Just under 762,000 people were referred to the Improving Access to Psychological Therapies (IAPT) programme for anxiety or depression last year.
The first annual report shows that women accounted for almost two thirds of the people referred (62%), and almost three quarters of people were aged between 20 and 49 (71%).
In total, IAPT services reported 884,000 referrals in 2012/13, of which 434,000 required an individual to enter treatment.
The Health and Social Care Information Centre (HSCIC) report also looks at whether referrals ending treatment have resulted in a recovery from the condition. In order to be assessed for recovery, a referral entering treatment must meet the score threshold indicating a recognised case of depression or anxiety – known as “caseness”.
Of the 535,000 referrals reported to have ended in 2012-13, 127,000 had initially met the “caseness” threshold when they entered treatment and of these 54,000 (43 in 100) had recovered by the time they completed treatment.
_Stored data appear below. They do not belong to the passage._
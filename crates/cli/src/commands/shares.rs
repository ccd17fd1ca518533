//! The `shares` command
//!
//! Samples one project's pattern-driven cloud distribution along the
//! simulated timeline and prints the share of each cloud per sampled
//! day.

use anyhow::{bail, Result};
use mcsim_lib::distribution::distribute;
use mcsim_lib::models::{CloudProvider, MultiCloudProject};
use serde::Serialize;
use tabled::Tabled;

use crate::output::{format_percentage, print_info, print_table, OutputFormat};

/// One sampled day of the share curve
#[derive(Tabled, Serialize)]
struct ShareRow {
    #[tabled(rename = "Day")]
    day: u32,
    #[tabled(rename = "AWS")]
    aws: String,
    #[tabled(rename = "Azure")]
    azure: String,
    #[tabled(rename = "GCP")]
    gcp: String,
}

fn share_of(shares: &std::collections::BTreeMap<CloudProvider, f64>, cloud: CloudProvider) -> String {
    match shares.get(&cloud) {
        Some(&weight) => format_percentage(weight * 100.0),
        None => "-".to_string(),
    }
}

/// Print the daily cloud share curve of one project
pub fn show_shares(
    projects: &[MultiCloudProject],
    project_name: &str,
    days: u32,
    step: u32,
    format: OutputFormat,
) -> Result<()> {
    if days == 0 {
        bail!("days must be at least 1");
    }
    let step = step.max(1);

    let Some(project) = projects.iter().find(|p| p.name == project_name) else {
        bail!("no project named {project_name}");
    };

    print_info(&format!(
        "{} ({} pattern, {} day timeline)",
        project.name,
        project.pattern.kind(),
        days
    ));

    let mut rows = Vec::new();
    let mut day = 0;
    while day < days {
        let shares = distribute(project, day, days);
        rows.push(ShareRow {
            day,
            aws: share_of(&shares, CloudProvider::Aws),
            azure: share_of(&shares, CloudProvider::Azure),
            gcp: share_of(&shares, CloudProvider::Gcp),
        });
        day += step;
    }
    // Always include the final day so the curve's end state is visible
    if (days - 1) % step != 0 {
        let shares = distribute(project, days - 1, days);
        rows.push(ShareRow {
            day: days - 1,
            aws: share_of(&shares, CloudProvider::Aws),
            azure: share_of(&shares, CloudProvider::Azure),
            gcp: share_of(&shares, CloudProvider::Gcp),
        });
    }

    print_table(&rows, format);
    Ok(())
}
HSCIC chair Kingsley Manning said: “Today’s report has been much anticipated given it provides the first annual snapshot of access to psychological therapies in England for people with anxiety and depression.
"The new dataset includes more than three quarters of a million people who were reported as being referred to these services in 2012-13. It is vital such information is not only collected and published but that it is read and used to help develop services.”